[Your objective]
Could you write out the opening lines of the data, word for word, stopping after the line that contains "async fn list_token_ids(&self) -> Vec<String>;"?

*** Records supplied ***

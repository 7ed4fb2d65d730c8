//! Token/rule registry: a read-mostly repo backed by a TOML file.
//!
//! Loads via `toml::from_str` + `anyhow::Context`, and treats the loaded
//! config as swappable in-memory state behind an `RwLock`-guarded snapshot
//! so the registry can be reloaded without restarting the process.

use crate::error::TreasuryError;
use crate::types::{Rule, TokenCfg};
use anyhow::{Context, Result};
use async_trait::async_trait;
use serde::Deserialize;
use std::path::{Path, PathBuf};
use std::sync::RwLock;

#[async_trait]
pub trait ConfigRepo: Send + Sync {
    async fn get_token_cfg(&self, token_id: &str) -> Option<TokenCfg>;
    async fn get_enabled_rules(&self, token_id: &str, chain_id: u64) -> Vec<Rule>;

    /// Every configured token id, for the process entrypoint to spin up one
    /// Aggregator polling task per token.
    async fn list_token_ids(&self) -> Vec<String>;

    /// Every distinct `(token_id, chain_id)` an enabled rule targets, for
    /// the process entrypoint to spin up one Balancer polling task per pair.
    async fn list_rule_scopes(&self) -> Vec<(String, u64)>;
}

/// On-disk shape of the registry file: `[[tokens]]` / `[[rules]]` array of
/// tables.
#[derive(Debug, Deserialize)]
struct RegistryFile {
    #[serde(rename = "tokens", default)]
    tokens: Vec<TokenCfg>,
    #[serde(rename = "rules", default)]
    rules: Vec<Rule>,
}

struct Snapshot {
    tokens: Vec<TokenCfg>,
    rules: Vec<Rule>,
}

/// TOML-backed [`ConfigRepo`]. `reload` swaps the whole snapshot atomically
/// under the write lock so readers never observe a half-updated registry.
pub struct TomlConfigRepo {
    path: PathBuf,
    snapshot: RwLock<Snapshot>,
}

impl TomlConfigRepo {
    pub fn load<P: AsRef<Path>>(path: P) -> Result<Self> {
        let path = path.as_ref().to_path_buf();
        let snapshot = Self::read_snapshot(&path)?;
        Ok(Self {
            path,
            snapshot: RwLock::new(snapshot),
        })
    }

    /// Re-read the registry file and swap the in-memory snapshot. Call on a
    /// `SIGHUP` or a file-watch tick; never called from inside a hot path.
    pub fn reload(&self) -> Result<()> {
        let fresh = Self::read_snapshot(&self.path)?;
        let mut guard = self
            .snapshot
            .write()
            .map_err(|_| anyhow::anyhow!("config registry lock poisoned"))?;
        *guard = fresh;
        Ok(())
    }

    fn read_snapshot(path: &Path) -> Result<Snapshot> {
        let content = std::fs::read_to_string(path)
            .with_context(|| format!("failed to read registry file: {}", path.display()))?;
        let file: RegistryFile = toml::from_str(&content)
            .with_context(|| format!("failed to parse registry TOML: {}", path.display()))?;
        Ok(Snapshot {
            tokens: file.tokens,
            rules: file.rules,
        })
    }
}

#[async_trait]
impl ConfigRepo for TomlConfigRepo {
    async fn get_token_cfg(&self, token_id: &str) -> Option<TokenCfg> {
        let guard = self.snapshot.read().ok()?;
        guard
            .tokens
            .iter()
            .find(|t| t.token_id == token_id)
            .cloned()
    }

    async fn get_enabled_rules(&self, token_id: &str, chain_id: u64) -> Vec<Rule> {
        let Ok(guard) = self.snapshot.read() else {
            return Vec::new();
        };
        guard
            .rules
            .iter()
            .filter(|r| r.enabled && r.token_id == token_id && r.chain_id == chain_id)
            .cloned()
            .collect()
    }

    async fn list_token_ids(&self) -> Vec<String> {
        let Ok(guard) = self.snapshot.read() else {
            return Vec::new();
        };
        guard.tokens.iter().map(|t| t.token_id.clone()).collect()
    }

    async fn list_rule_scopes(&self) -> Vec<(String, u64)> {
        let Ok(guard) = self.snapshot.read() else {
            return Vec::new();
        };
        let mut scopes: Vec<(String, u64)> = guard
            .rules
            .iter()
            .filter(|r| r.enabled)
            .map(|r| (r.token_id.clone(), r.chain_id))
            .collect();
        scopes.sort();
        scopes.dedup();
        scopes
    }
}

/// Config-missing lookups should be reported with [`TreasuryError::ConfigMissing`]
/// at the call site, not inside the repo — the repo only answers "do I have
/// this", it doesn't know whether the caller treats absence as fatal.
pub async fn require_token_cfg(
    repo: &dyn ConfigRepo,
    token_id: &str,
) -> Result<TokenCfg, TreasuryError> {
    repo.get_token_cfg(token_id)
        .await
        .ok_or_else(|| TreasuryError::ConfigMissing {
            token_id: token_id.to_string(),
        })
}

#[cfg(test)]
mod tests {
    use super::*;
    use std::io::Write;

    fn write_fixture(contents: &str) -> tempfile_path::TempToml {
        tempfile_path::TempToml::new(contents)
    }

    // Minimal temp-file helper so this module doesn't need a `tempfile` dev
    // dependency for one test fixture.
    mod tempfile_path {
        use std::io::Write;
        use std::sync::atomic::{AtomicU64, Ordering};

        static COUNTER: AtomicU64 = AtomicU64::new(0);

        pub struct TempToml {
            pub path: std::path::PathBuf,
        }
        impl TempToml {
            pub fn new(contents: &str) -> Self {
                let unique = COUNTER.fetch_add(1, Ordering::Relaxed);
                let path = std::env::temp_dir().join(format!(
                    "treasury-sync-registry-test-{}-{}.toml",
                    std::process::id(),
                    unique
                ));
                let mut f = std::fs::File::create(&path).unwrap();
                f.write_all(contents.as_bytes()).unwrap();
                Self { path }
            }
        }
        impl Drop for TempToml {
            fn drop(&mut self) {
                let _ = std::fs::remove_file(&self.path);
            }
        }
    }

    const FIXTURE: &str = r#"
[[tokens]]
token_id = "ETH"
chain_id = 137
epsilon_micros = 10000
delta_bps = 150
twap_window_sec = 1800
min_liquidity = "1000000000000000000000"
allowed_pools = ["pool-a"]

[tokens.ttl_by_source]
Chainlink = 300
Pyth = 60

[[rules]]
rule_id = "eth-hot-cold"
token_id = "ETH"
chain_id = 137
threshold_usd = "2000.00"
direction = "HotToCold"
hot_addr = "0x0000000000000000000000000000000000000001"
cold_addr = "0x0000000000000000000000000000000000000002"
execution_mode = "DirectKey"
hysteresis_bps = 100
cooldown_sec = 3600
enabled = true

[rules.amount]
kind = "percent"
bps = 5000
"#;

    #[tokio::test]
    async fn loads_tokens_and_rules_from_toml() {
        let fixture = write_fixture(FIXTURE);
        let repo = TomlConfigRepo::load(&fixture.path).unwrap();

        let cfg = repo.get_token_cfg("ETH").await.unwrap();
        assert_eq!(cfg.chain_id, 137);
        assert_eq!(cfg.min_liquidity, 1_000_000_000_000_000_000_000);

        let rules = repo.get_enabled_rules("ETH", 137).await;
        assert_eq!(rules.len(), 1);
        assert_eq!(rules[0].rule_id, "eth-hot-cold");
    }

    #[tokio::test]
    async fn unknown_token_is_none() {
        let fixture = write_fixture(FIXTURE);
        let repo = TomlConfigRepo::load(&fixture.path).unwrap();
        assert!(repo.get_token_cfg("BTC").await.is_none());
    }

    #[tokio::test]
    async fn disabled_rules_are_excluded() {
        let fixture = write_fixture(&FIXTURE.replace("enabled = true", "enabled = false"));
        let repo = TomlConfigRepo::load(&fixture.path).unwrap();
        assert!(repo.get_enabled_rules("ETH", 137).await.is_empty());
    }

    #[tokio::test]
    async fn reload_picks_up_file_changes() {
        let fixture = write_fixture(FIXTURE);
        let repo = TomlConfigRepo::load(&fixture.path).unwrap();
        assert!(repo.get_token_cfg("ETH").await.is_some());

        std::fs::write(&fixture.path, FIXTURE.replace("ETH", "WETH")).unwrap();
        repo.reload().unwrap();

        assert!(repo.get_token_cfg("ETH").await.is_none());
        assert!(repo.get_token_cfg("WETH").await.is_some());
    }

    #[tokio::test]
    async fn lists_token_ids_and_rule_scopes() {
        let fixture = write_fixture(FIXTURE);
        let repo = TomlConfigRepo::load(&fixture.path).unwrap();

        assert_eq!(repo.list_token_ids().await, vec!["ETH".to_string()]);
        assert_eq!(repo.list_rule_scopes().await, vec![("ETH".to_string(), 137)]);
    }

    #[tokio::test]
    async fn rule_scopes_exclude_disabled_rules() {
        let fixture = write_fixture(&FIXTURE.replace("enabled = true", "enabled = false"));
        let repo = TomlConfigRepo::load(&fixture.path).unwrap();
        assert!(repo.list_rule_scopes().await.is_empty());
    }
}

*** End of Records supplied ***

[Solution below]
repository 7ed4fb2d65d730c8
//! Token/rule registry: a read-mostly repo backed by a TOML file.
//!
//! Loads via `toml::from_str` + `anyhow::Context`, and treats the loaded
//! config as swappable in-memory state behind an `RwLock`-guarded snapshot
//! so the registry can be reloaded without restarting the process.

use crate::error::TreasuryError;
use crate::types::{Rule, TokenCfg};
use anyhow::{Context, Result};
use async_trait::async_trait;
use serde::Deserialize;
use std::path::{Path, PathBuf};
use std::sync::RwLock;

#[async_trait]
pub trait ConfigRepo: Send + Sync {
    async fn get_token_cfg(&self, token_id: &str) -> Option<TokenCfg>;
    async fn get_enabled_rules(&self, token_id: &str, chain_id: u64) -> Vec<Rule>;

    /// Every configured token id, for the process entrypoint to spin up one
    /// Aggregator polling task per token.
    async fn list_token_ids(&self) -> Vec<String>;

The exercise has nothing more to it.